REQUIRED ACTION
Please copy each line below that contains the string "calendars".

Saved data entries
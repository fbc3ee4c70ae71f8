use gcal_agenda::components::google_calendar::token::{load_token, save_token};
use gcal_agenda::components::google_calendar::{load_credentials, StoredToken};
use gcal_agenda::config::Config;
use gcal_agenda::error::Error;
use std::fs;

/// Smoke test to verify that a config file can be loaded
#[test]
fn test_config_loads_from_file() {
    let dir = tempfile::tempdir().unwrap();
    let path = dir.path().join("agenda.toml");
    fs::write(
        &path,
        r#"
        credentials_path = "secrets/credentials.json"
        calendar_id = "family@group.calendar.google.com"
        locale = "en"
        "#,
    )
    .unwrap();

    let config = Config::load(Some(&path)).unwrap();
    assert_eq!(config.calendar_id, "family@group.calendar.google.com");
    assert_eq!(
        config.credentials_path,
        std::path::PathBuf::from("secrets/credentials.json")
    );
}

/// An existing but broken config file stops the run
#[test]
fn test_unparsable_config_is_fatal() {
    let dir = tempfile::tempdir().unwrap();
    let path = dir.path().join("agenda.toml");
    fs::write(&path, "calendar_id = [").unwrap();

    assert!(matches!(Config::load(Some(&path)), Err(Error::Config(_))));
}

/// Token files survive a save and load
#[test]
fn test_token_file_round_trip() {
    let dir = tempfile::tempdir().unwrap();
    let path = dir.path().join("nested").join("token.json");

    let token = StoredToken {
        access_token: "access".to_string(),
        token_type: Some("Bearer".to_string()),
        refresh_token: Some("refresh".to_string()),
        expires_at: Some(1_710_000_000),
        scope: Some("https://www.googleapis.com/auth/calendar.readonly".to_string()),
    };
    save_token(&path, &token).unwrap();

    assert_eq!(load_token(&path).unwrap(), Some(token));

    #[cfg(unix)]
    {
        use std::os::unix::fs::PermissionsExt;
        let mode = fs::metadata(&path).unwrap().permissions().mode();
        assert_eq!(mode & 0o777, 0o600);
    }
}

/// A missing token file means a fresh authorization, not an error
#[test]
fn test_missing_or_corrupt_token_file() {
    let dir = tempfile::tempdir().unwrap();
    let path = dir.path().join("token.json");
    assert_eq!(load_token(&path).unwrap(), None);

    fs::write(&path, "{ not json").unwrap();
    assert_eq!(load_token(&path).unwrap(), None);
}

/// Client-secret files are read from disk
#[test]
fn test_credentials_file_loads() {
    let dir = tempfile::tempdir().unwrap();
    let path = dir.path().join("credentials.json");
    fs::write(
        &path,
        r#"{"installed": {"client_id": "id", "client_secret": "secret", "redirect_uris": ["http://localhost"]}}"#,
    )
    .unwrap();

    let credentials = load_credentials(&path).unwrap();
    assert_eq!(credentials.client_id, "id");
    assert_eq!(credentials.client_secret, "secret");
}
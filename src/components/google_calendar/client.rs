use super::models::{CalendarEvent, EventsPage};
use crate::components::agenda::DisplayWindow;
use crate::error::{retrieval_error, AgendaResult};
use async_trait::async_trait;
use chrono::{DateTime, FixedOffset, SecondsFormat};
use reqwest::Client;
use std::time::Duration;
use tracing::debug;
use url::Url;

/// Calendar API root
pub const DEFAULT_API_BASE: &str = "https://www.googleapis.com/calendar/v3";

/// Parameters of one `events.list` call
#[derive(Debug, Clone, PartialEq, Eq)]
pub struct EventQuery {
    pub calendar_id: String,
    pub time_min: DateTime<FixedOffset>,
    pub time_max: DateTime<FixedOffset>,
    pub show_deleted: bool,
    pub single_events: bool,
    pub order_by: &'static str,
}

impl EventQuery {
    /// Query covering `window`, with recurring events expanded and sorted by start
    pub fn for_window(calendar_id: &str, window: &DisplayWindow) -> Self {
        Self {
            calendar_id: calendar_id.to_string(),
            time_min: window.query_start,
            time_max: window.query_end,
            show_deleted: false,
            single_events: true,
            order_by: "startTime",
        }
    }

    /// Query string pairs, timestamps as RFC 3339
    pub fn query_pairs(&self) -> Vec<(&'static str, String)> {
        vec![
            ("timeMin", self.time_min.to_rfc3339_opts(SecondsFormat::Secs, true)),
            ("timeMax", self.time_max.to_rfc3339_opts(SecondsFormat::Secs, true)),
            ("showDeleted", self.show_deleted.to_string()),
            ("singleEvents", self.single_events.to_string()),
            ("orderBy", self.order_by.to_string()),
        ]
    }
}

/// Anything that can list calendar events for a query
#[async_trait]
pub trait EventSource: Send + Sync {
    /// Events overlapping the query range, in the order the source sorts them
    async fn list_events(&self, query: &EventQuery) -> AgendaResult<Vec<CalendarEvent>>;
}

/// Calendar v3 REST client authenticated with a bearer token
#[derive(Clone)]
pub struct GoogleCalendarClient {
    client: Client,
    base_url: String,
    access_token: String,
}

impl GoogleCalendarClient {
    pub fn new(access_token: &str, timeout: Duration) -> AgendaResult<Self> {
        let client = Client::builder().timeout(timeout).build()?;
        Ok(Self {
            client,
            base_url: DEFAULT_API_BASE.to_string(),
            access_token: access_token.to_string(),
        })
    }

    /// Point the client at another API root
    pub fn with_base_url(mut self, base_url: &str) -> Self {
        self.base_url = base_url.to_string();
        self
    }

    fn events_url(&self, query: &EventQuery, page_token: Option<&str>) -> AgendaResult<Url> {
        let mut url = Url::parse(&self.base_url)
            .map_err(|e| retrieval_error(&format!("Failed to parse URL: {}", e)))?;

        url.path_segments_mut()
            .map_err(|_| {
                retrieval_error(&format!("Base URL cannot have a path: {}", self.base_url))
            })?
            .pop_if_empty()
            .extend(&["calendars", query.calendar_id.as_str(), "events"]);

        {
            let mut pairs = url.query_pairs_mut();
            for (key, value) in query.query_pairs() {
                pairs.append_pair(key, &value);
            }
            if let Some(token) = page_token {
                pairs.append_pair("pageToken", token);
            }
        }

        Ok(url)
    }

    async fn fetch_page(&self, url: Url) -> AgendaResult<EventsPage> {
        let response = self
            .client
            .get(url)
            .bearer_auth(&self.access_token)
            .send()
            .await
            .map_err(|e| retrieval_error(&format!("Failed to fetch events: {}", e)))?;

        if !response.status().is_success() {
            let status = response.status();
            let error_body = response
                .text()
                .await
                .unwrap_or_else(|_| "Could not read error response".to_string());
            return Err(retrieval_error(&format!(
                "Failed to fetch events: HTTP {} - {}",
                status, error_body
            )));
        }

        response
            .json()
            .await
            .map_err(|e| retrieval_error(&format!("Failed to parse events response: {}", e)))
    }
}

#[async_trait]
impl EventSource for GoogleCalendarClient {
    async fn list_events(&self, query: &EventQuery) -> AgendaResult<Vec<CalendarEvent>> {
        let mut events = Vec::new();
        let mut page_token: Option<String> = None;

        loop {
            let url = self.events_url(query, page_token.as_deref())?;
            let page = self.fetch_page(url).await?;
            debug!("Received page with {} events", page.items.len());
            events.extend(page.items);

            match page.next_page_token {
                Some(token) if !token.is_empty() => page_token = Some(token),
                _ => break,
            }
        }

        Ok(events)
    }
}

#[cfg(test)]
mod tests {
    use super::*;
    use crate::components::agenda::compute_window;
    use chrono::NaiveDate;
    use chrono_tz::Asia::Tokyo;

    fn query(calendar_id: &str) -> EventQuery {
        let window = compute_window(NaiveDate::from_ymd_opt(2024, 3, 10).unwrap(), &Tokyo);
        EventQuery::for_window(calendar_id, &window)
    }

    fn client(base_url: &str) -> GoogleCalendarClient {
        GoogleCalendarClient::new("token", Duration::from_secs(5))
            .unwrap()
            .with_base_url(base_url)
    }

    #[test]
    fn test_query_pairs() {
        let pairs = query("primary").query_pairs();
        assert_eq!(
            pairs,
            vec![
                ("timeMin", "2024-03-09T00:00:00+09:00".to_string()),
                ("timeMax", "2024-03-10T23:59:59+09:00".to_string()),
                ("showDeleted", "false".to_string()),
                ("singleEvents", "true".to_string()),
                ("orderBy", "startTime".to_string()),
            ]
        );
    }

    #[test]
    fn test_events_url() {
        let url = client(DEFAULT_API_BASE)
            .events_url(&query("primary"), None)
            .unwrap();
        assert_eq!(url.path(), "/calendar/v3/calendars/primary/events");
        assert!(url
            .query_pairs()
            .any(|(k, v)| k == "timeMin" && v == "2024-03-09T00:00:00+09:00"));
        assert!(!url.query_pairs().any(|(k, _)| k == "pageToken"));
    }

    #[test]
    fn test_events_url_escapes_calendar_id() {
        let url = client("http://localhost:1234/calendar/v3/")
            .events_url(&query("ja.japanese#holiday@group.v.calendar.google.com"), Some("next"))
            .unwrap();
        assert_eq!(
            url.path(),
            "/calendar/v3/calendars/ja.japanese%23holiday@group.v.calendar.google.com/events"
        );
        assert!(url.query_pairs().any(|(k, v)| k == "pageToken" && v == "next"));
    }
}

SOLUTION
            .extend(&["calendars", query.calendar_id.as_str(), "events"]);
        assert_eq!(url.path(), "/calendar/v3/calendars/primary/events");
            "/calendar/v3/calendars/ja.japanese%23holiday@group.v.calendar.google.com/events"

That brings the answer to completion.